(Bloomberg Law) -- Kansas will have to pay back over $42 million plus interest to the former Pizza Hut franchise king after the state high court agreed that he was a Florida resident for the tax years at issue.

The Kansas Supreme Court ruled Friday that Gene Bicknell, former owner of the largest chain of Pizza Hut franchises in the US, was no longer a Kansas resident when he sold the chain in 2006 and therefore didn’t owe Kansas income tax on the sale.

“While the procedural history is complex and the evidentiary record is enormous, the controlling legal question throughout the litigation has remained relatively simple—whether Gene was a Kansas resident for tax purposes in 2005 and 2006,” Justice Keynen Wall Jr. wrote for the court. “We hold Gene was domiciled in Florida during those years.”

Kansas insisted otherwise, arguing Bicknell’s motive for seeking to establish Florida residency was to avoid millions of dollars in Kansas income tax on the proceeds from the sale of his company by moving to a state without an income tax.

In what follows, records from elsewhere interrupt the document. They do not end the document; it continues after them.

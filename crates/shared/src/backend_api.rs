//! Wire types for the extraction backend.
//!
//! Error responses are JSON with an `error` string field; extraction
//! responses are plain text bodies except the repos, Slack-context, filter
//! and enhance endpoints, which return JSON.

use serde::{Deserialize, Serialize};

/// One repository from `GET /api/github/repos`.
#[derive(Debug, Clone, Serialize, Deserialize)]
pub struct RepoInfo {
    pub id: u64,
    pub name: String,
    pub full_name: String,
    #[serde(default)]
    pub description: Option<String>,
    #[serde(default)]
    pub private: bool,
    #[serde(default)]
    pub language: Option<String>,
    #[serde(default)]
    pub updated_at: Option<String>,
}

#[derive(Debug, Deserialize)]
pub struct ReposResponse {
    #[serde(default)]
    pub repos: Vec<RepoInfo>,
}

#[derive(Debug, Deserialize)]
pub struct SlackContextData {
    pub context_text: String,
}

#[derive(Debug, Deserialize)]
pub struct SlackContextResponse {
    pub data: SlackContextData,
}

/// Body for `POST /api/extract/github`: either the legacy personal-access
/// -token form or the OAuth-identity form.
#[derive(Debug, Serialize)]
#[serde(untagged)]
pub enum GithubExtractRequest {
    Token {
        token: String,
        username: String,
        repo: Option<String>,
    },
    User {
        user_id: String,
        username: String,
        repo: String,
    },
}

#[derive(Debug, Serialize)]
pub struct WebsiteExtractRequest {
    pub url: String,
}

#[derive(Debug, Serialize)]
pub struct FirebaseExtractRequest {
    #[serde(rename = "projectId")]
    pub project_id: String,
    #[serde(rename = "serviceAccountKey")]
    pub service_account_key: String,
}

#[derive(Debug, Serialize)]
pub struct SupabaseExtractRequest {
    #[serde(rename = "projectUrl")]
    pub project_url: String,
    #[serde(rename = "serviceRoleKey")]
    pub service_role_key: String,
}

#[derive(Debug, Serialize)]
pub struct FilterRequest {
    pub context: String,
}

#[derive(Debug, Clone, Deserialize)]
pub struct FilterStats {
    pub original_size: u64,
    pub filtered_size: u64,
    pub reduction_percent: f64,
}

#[derive(Debug, Deserialize)]
pub struct FilterResponse {
    #[serde(rename = "filteredContext")]
    pub filtered_context: String,
    pub stats: FilterStats,
}

#[derive(Debug, Serialize)]
pub struct EnhanceRequest {
    pub prompt: String,
    #[serde(rename = "contextSummary")]
    pub context_summary: String,
}

#[derive(Debug, Deserialize)]
pub struct EnhanceResponse {
    #[serde(rename = "enhancedPrompt")]
    pub enhanced_prompt: String,
}

/// The backend's error body shape.
#[derive(Debug, Deserialize)]
pub struct ErrorResponse {
    pub error: String,
}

The Board of Tax Appeals agreed with the state that Bicknell was a Kansas resident. The district court reversed. A divided appeals court again reversed in favor of Kansas. The Supreme Court reversed yet again, finding that the district court’s findings were “supported by substantial competent evidence.”

“When, as here, the parties each presented copious amounts of evidence and vigorously contested nearly every inference drawn from the evidence, the significance of the district court’s credibility determinations cannot be overstated,” the high court said. “It is not the proper function of this court to reassess witness credibility or reweigh the conflicting evidence.”

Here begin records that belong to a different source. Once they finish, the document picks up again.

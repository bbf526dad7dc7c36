//! HTTP client for the extraction backend.
//!
//! All error responses are JSON with an `error` string; extraction bodies
//! are plain text except the repos, Slack-context, filter and enhance
//! endpoints. A non-2xx status maps to `ContextError::Backend`, a transport
//! rejection to `ContextError::Network`; neither is retried.

use reqwest::{Client, RequestBuilder, Response};
use shared::backend_api::{
    EnhanceRequest, EnhanceResponse, ErrorResponse, FilterRequest, FilterResponse,
    FirebaseExtractRequest, GithubExtractRequest, RepoInfo, ReposResponse, SlackContextResponse,
    SupabaseExtractRequest, WebsiteExtractRequest,
};
use shared::error::ContextError;
use shared::settings::AppSettings;

/// Header expected by the tunneling proxy in front of the backend.
const BYPASS_HEADER: &str = "ngrok-skip-browser-warning";

#[derive(Debug, Clone)]
pub struct BackendClient {
    http: Client,
    base_url: String,
    send_bypass_header: bool,
}

impl BackendClient {
    pub fn new(settings: &AppSettings) -> Self {
        Self {
            http: Client::new(),
            base_url: settings.api_base_url.trim_end_matches('/').to_string(),
            send_bypass_header: settings.send_bypass_header,
        }
    }

    /// Client against an explicit base URL with default settings.
    pub fn from_base_url(base_url: impl Into<String>) -> Self {
        let settings = AppSettings {
            api_base_url: base_url.into(),
            ..AppSettings::default()
        };
        Self::new(&settings)
    }

    /// Browser-navigable OAuth start for GitHub.
    pub fn github_install_url(&self) -> String {
        format!("{}/api/github/install", self.base_url)
    }

    /// Browser-navigable OAuth start for Slack.
    pub fn slack_install_url(&self) -> String {
        format!("{}/api/slack/install", self.base_url)
    }

    pub async fn list_repos(&self, user_id: &str) -> Result<Vec<RepoInfo>, ContextError> {
        let resp = self
            .get("/api/github/repos")
            .query(&[("user_id", user_id)])
            .send()
            .await
            .map_err(reject)?;
        let body: ReposResponse = expect_ok(resp).await?.json().await.map_err(reject)?;
        Ok(body.repos)
    }

    pub async fn extract_github(&self, req: &GithubExtractRequest) -> Result<String, ContextError> {
        self.extract("/api/extract/github", req).await
    }

    pub async fn slack_context(&self, session_id: &str) -> Result<String, ContextError> {
        let resp = self
            .get(&format!("/api/slack/context/{}", session_id))
            .send()
            .await
            .map_err(reject)?;
        let body: SlackContextResponse = expect_ok(resp).await?.json().await.map_err(reject)?;
        Ok(body.data.context_text)
    }

    pub async fn extract_website(&self, url: &str) -> Result<String, ContextError> {
        self.extract(
            "/api/extract/website",
            &WebsiteExtractRequest {
                url: url.to_string(),
            },
        )
        .await
    }

    pub async fn extract_firebase(
        &self,
        req: &FirebaseExtractRequest,
    ) -> Result<String, ContextError> {
        self.extract("/api/extract/firebase", req).await
    }

    pub async fn extract_supabase(
        &self,
        req: &SupabaseExtractRequest,
    ) -> Result<String, ContextError> {
        self.extract("/api/extract/supabase", req).await
    }

    pub async fn filter_context(&self, context: &str) -> Result<FilterResponse, ContextError> {
        let resp = self
            .post("/api/filter-context")
            .json(&FilterRequest {
                context: context.to_string(),
            })
            .send()
            .await
            .map_err(reject)?;
        expect_ok(resp).await?.json().await.map_err(reject)
    }

    pub async fn enhance_prompt(
        &self,
        prompt: &str,
        context_summary: &str,
    ) -> Result<String, ContextError> {
        let resp = self
            .post("/api/enhance-prompt")
            .json(&EnhanceRequest {
                prompt: prompt.to_string(),
                context_summary: context_summary.to_string(),
            })
            .send()
            .await
            .map_err(reject)?;
        let body: EnhanceResponse = expect_ok(resp).await?.json().await.map_err(reject)?;
        Ok(body.enhanced_prompt)
    }

    /// POST a JSON body and return the plain-text extraction result.
    async fn extract<B: serde::Serialize>(
        &self,
        path: &str,
        body: &B,
    ) -> Result<String, ContextError> {
        let resp = self.post(path).json(body).send().await.map_err(reject)?;
        expect_ok(resp).await?.text().await.map_err(reject)
    }

    fn get(&self, path: &str) -> RequestBuilder {
        self.decorate(self.http.get(format!("{}{}", self.base_url, path)))
    }

    fn post(&self, path: &str) -> RequestBuilder {
        self.decorate(self.http.post(format!("{}{}", self.base_url, path)))
    }

    fn decorate(&self, builder: RequestBuilder) -> RequestBuilder {
        if self.send_bypass_header {
            builder.header(BYPASS_HEADER, "true")
        } else {
            builder
        }
    }
}

fn reject(e: reqwest::Error) -> ContextError {
    ContextError::network(e.to_string())
}

/// Map a non-2xx response to `Backend`, preferring the JSON `error` field.
async fn expect_ok(resp: Response) -> Result<Response, ContextError> {
    let status = resp.status();
    if status.is_success() {
        return Ok(resp);
    }
    let body = resp.text().await.unwrap_or_default();
    let message = match serde_json::from_str::<ErrorResponse>(&body) {
        Ok(err) => err.error,
        Err(_) => body.trim().to_string(),
    };
    let message = if message.is_empty() {
        status
            .canonical_reason()
            .unwrap_or("request failed")
            .to_string()
    } else {
        message
    };
    Err(ContextError::Backend {
        status: status.as_u16(),
        message,
    })
}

Bicknell said in a statement he’s glad this “nightmare” is over. “The Department of Revenue’s approach has always felt like extortion, forcing me and my family to endure hundreds of interrogatories, depositions, three trials, three appeals, 15 years of attorney time, and appearances before an agency board that was a kangaroo court,” he said.

Bicknell said he hopes “today’s decision prevents others from having to endure torment I have endured from the Department of Revenue over the past 15 years.”

The department said it is reviewing the decision.

Justice Caleb Stegall didn’t participate in the case.

The case is Bicknell v. Kansas Dep’t of Revenue, Kan., No. 120,935, 5/20/22.

To contact the reporter on this story: Perry Cooper in Washington at pcooper@bloomberglaw.com

To contact the editors responsible for this story: Jeff Harrington at jharrington@bloombergindustry.com; Kathy Larsen at klarsen@bloombergtax.com

(Updated with comment starting at the seventh paragraph.)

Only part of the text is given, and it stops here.